#### EXERCISE DIRECTIONS:
What is the number of lines in these entries that include "types"? Write that number and no other text.

(Beginning of MATERIALS PROVIDED)

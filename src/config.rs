use std::collections::HashMap;
use std::path::PathBuf;
use std::time::Duration;

use config::{Config as ConfigLib, ConfigError, Environment, File};
use serde::{Deserialize, Serialize};

use crate::gate::FailMode;
use crate::pki::crl::DEFAULT_MAX_FILE_BYTES;

pub const DEFAULT_CRL_PATH: &str = "/pki/crl/crl.pem";
const MIN_POLL_INTERVAL: Duration = Duration::from_secs(1);

#[derive(Debug, Clone, Deserialize)]
pub struct Config {
    pub server: ServerConfig,
    #[serde(default)]
    pub tls: Option<TlsSettings>,
    pub crl: CrlConfig,
}

#[derive(Debug, Clone, Serialize, Deserialize)]
pub struct ServerConfig {
    pub host: String,
    pub port: u16,
}

/// Locations of the PEM files used by the TLS listener.
#[derive(Debug, Clone, Deserialize)]
pub struct TlsSettings {
    pub cert_path: PathBuf,
    pub key_path: PathBuf,
    pub client_ca_path: PathBuf,
}

#[derive(Debug, Clone, Deserialize)]
pub struct CrlConfig {
    #[serde(default)]
    file_path: String,
    pub poll_interval_secs: u64,
    pub max_file_bytes: u64,
    #[serde(default)]
    pub fail_mode: FailMode,
}

impl CrlConfig {
    /// Path of the CRL file. An empty setting falls back to [`DEFAULT_CRL_PATH`].
    pub fn file_path(&self) -> PathBuf {
        let trimmed = self.file_path.trim();
        if trimmed.is_empty() {
            PathBuf::from(DEFAULT_CRL_PATH)
        } else {
            PathBuf::from(trimmed)
        }
    }

    pub fn poll_interval(&self) -> Duration {
        Duration::from_secs(self.poll_interval_secs).max(MIN_POLL_INTERVAL)
    }
}

impl Config {
    pub fn load() -> Result<Self, ConfigError> {
        Self::load_with_sources(None)
    }

    pub fn load_with_sources(
        env_vars: Option<HashMap<String, String>>,
    ) -> Result<Self, ConfigError> {
        let mut builder = ConfigLib::builder()
            .set_default("server.host", "localhost")?
            .set_default("server.port", 3000)?
            .set_default("crl.file_path", DEFAULT_CRL_PATH)?
            .set_default("crl.poll_interval_secs", 60)?
            .set_default("crl.max_file_bytes", DEFAULT_MAX_FILE_BYTES)?
            .set_default("crl.fail_mode", "open")?
            .add_source(File::with_name("config/settings").required(false));

        // Explicit overrides replace the process environment so tests stay isolated
        if let Some(vars) = env_vars {
            for (key, value) in vars {
                builder = builder.set_override(&key, value)?;
            }
        } else {
            // e.g. APP_SERVER__PORT or APP_CRL__FILE_PATH
            builder = builder.add_source(
                Environment::with_prefix("APP")
                    .prefix_separator("_")
                    .separator("__"),
            );
        }

        builder.build()?.try_deserialize()
    }
}
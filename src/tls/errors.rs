use std::io;
use std::path::PathBuf;

use openssl::error::ErrorStack;
use thiserror::Error;

/// Errors that can occur while setting up TLS.
#[derive(Error, Debug)]
pub enum TlsError {
    #[error(transparent)]
    OpenSSL(#[from] ErrorStack),

    #[error("failed to read {}: {source}", .path.display())]
    Io {
        path: PathBuf,
        #[source]
        source: io::Error,
    },

    #[error("no server certificate found in certificate chain")]
    MissingServerCertificate,

    #[error("no CA certificates configured for client authentication")]
    MissingClientCa,
}
use axum::{
    http::StatusCode,
    response::{IntoResponse, Response},
};

use crate::gate::GateError;

impl GateError {
    pub fn status_code(&self) -> StatusCode {
        match self {
            GateError::RevocationUnavailable => StatusCode::SERVICE_UNAVAILABLE,
            GateError::AuthenticationRequired
            | GateError::CertificateRevoked(_)
            | GateError::InvalidCertificate => StatusCode::UNAUTHORIZED,
        }
    }
}

impl IntoResponse for GateError {
    fn into_response(self) -> Response {
        (self.status_code(), self.to_string()).into_response()
    }
}
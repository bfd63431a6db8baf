use std::path::Path;
use std::sync::Arc;
use std::time::SystemTime;

use arc_swap::ArcSwapOption;
use tokio::fs::File;
use tokio::io::AsyncReadExt;
use tracing::{error, info};

use super::errors::{CrlError, CrlResult};
use super::parser::parse_crl_bundle;
use super::types::Snapshot;

/// Upper bound on the CRL file size read into memory (16 MiB).
pub const DEFAULT_MAX_FILE_BYTES: u64 = 16 * 1024 * 1024;

/// Holds the currently published revocation snapshot.
///
/// Readers get the snapshot through a wait-free load and keep it alive through
/// their own `Arc`, so a concurrent reload never blocks them and never exposes
/// a half-built set.
#[derive(Debug)]
pub struct RevocationStore {
    current: ArcSwapOption<Snapshot>,
    max_file_bytes: u64,
}

impl Default for RevocationStore {
    fn default() -> Self {
        Self::new(DEFAULT_MAX_FILE_BYTES)
    }
}

impl RevocationStore {
    /// Create an empty store. Nothing is published until the first successful reload.
    pub fn new(max_file_bytes: u64) -> Self {
        Self {
            current: ArcSwapOption::empty(),
            max_file_bytes,
        }
    }

    /// The published snapshot, or `None` if no reload ever succeeded.
    pub fn current(&self) -> Option<Arc<Snapshot>> {
        self.current.load_full()
    }

    pub fn is_loaded(&self) -> bool {
        self.current.load().is_some()
    }

    /// Modification time recorded by the current snapshot
    pub fn last_modified(&self) -> Option<SystemTime> {
        self.current
            .load()
            .as_ref()
            .map(|snapshot| snapshot.source_modified())
    }

    /// Read, parse and publish the CRL bundle at `path`.
    ///
    /// On any failure the previously published snapshot stays in place.
    pub async fn reload(&self, path: impl AsRef<Path>) -> CrlResult<Arc<Snapshot>> {
        let path = path.as_ref();

        match self.build_snapshot(path).await {
            Ok(snapshot) => {
                let snapshot = Arc::new(snapshot);
                self.current.store(Some(Arc::clone(&snapshot)));
                info!(
                    path = %path.display(),
                    revoked = snapshot.len(),
                    crls = snapshot.crl_count(),
                    "CRL file loaded successfully"
                );
                Ok(snapshot)
            }
            Err(e) => {
                error!(path = %path.display(), error = %e, "Failed to load CRL file");
                Err(e)
            }
        }
    }

    async fn build_snapshot(&self, path: &Path) -> CrlResult<Snapshot> {
        let data = self.read_bounded(path).await?;
        let bundle = parse_crl_bundle(&data)?;

        let modified = tokio::fs::metadata(path)
            .await
            .and_then(|metadata| metadata.modified())
            .map_err(|e| CrlError::unreadable(path, e))?;

        Ok(Snapshot::new(bundle.serials, modified, bundle.blocks))
    }

    async fn read_bounded(&self, path: &Path) -> CrlResult<Vec<u8>> {
        let file = File::open(path)
            .await
            .map_err(|e| CrlError::unreadable(path, e))?;

        let mut data = Vec::new();
        file.take(self.max_file_bytes.saturating_add(1))
            .read_to_end(&mut data)
            .await
            .map_err(|e| CrlError::unreadable(path, e))?;

        if data.len() as u64 > self.max_file_bytes {
            return Err(CrlError::TooLarge {
                path: path.to_path_buf(),
                limit: self.max_file_bytes,
            });
        }

        Ok(data)
    }
}
//! Certificate Revocation List (CRL) store
//!
//! # Features
//! - Loading concatenated PEM CRL files from disk
//! - Lock-free publication of immutable revoked-serial snapshots
//! - Modification-time polling that reloads the store when the file changes

mod errors;
mod parser;
mod store;
mod types;
pub mod watcher;

// Re-export public types
pub use errors::{CrlError, CrlResult};
pub use parser::{CrlBundle, parse_crl_bundle};
pub use store::{DEFAULT_MAX_FILE_BYTES, RevocationStore};
pub use types::{SerialNumber, Snapshot};
pub use watcher::{CrlWatcher, DEFAULT_POLL_INTERVAL, PollOutcome};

(End of MATERIALS PROVIDED)

#### EXERCISE RESPONSE:
4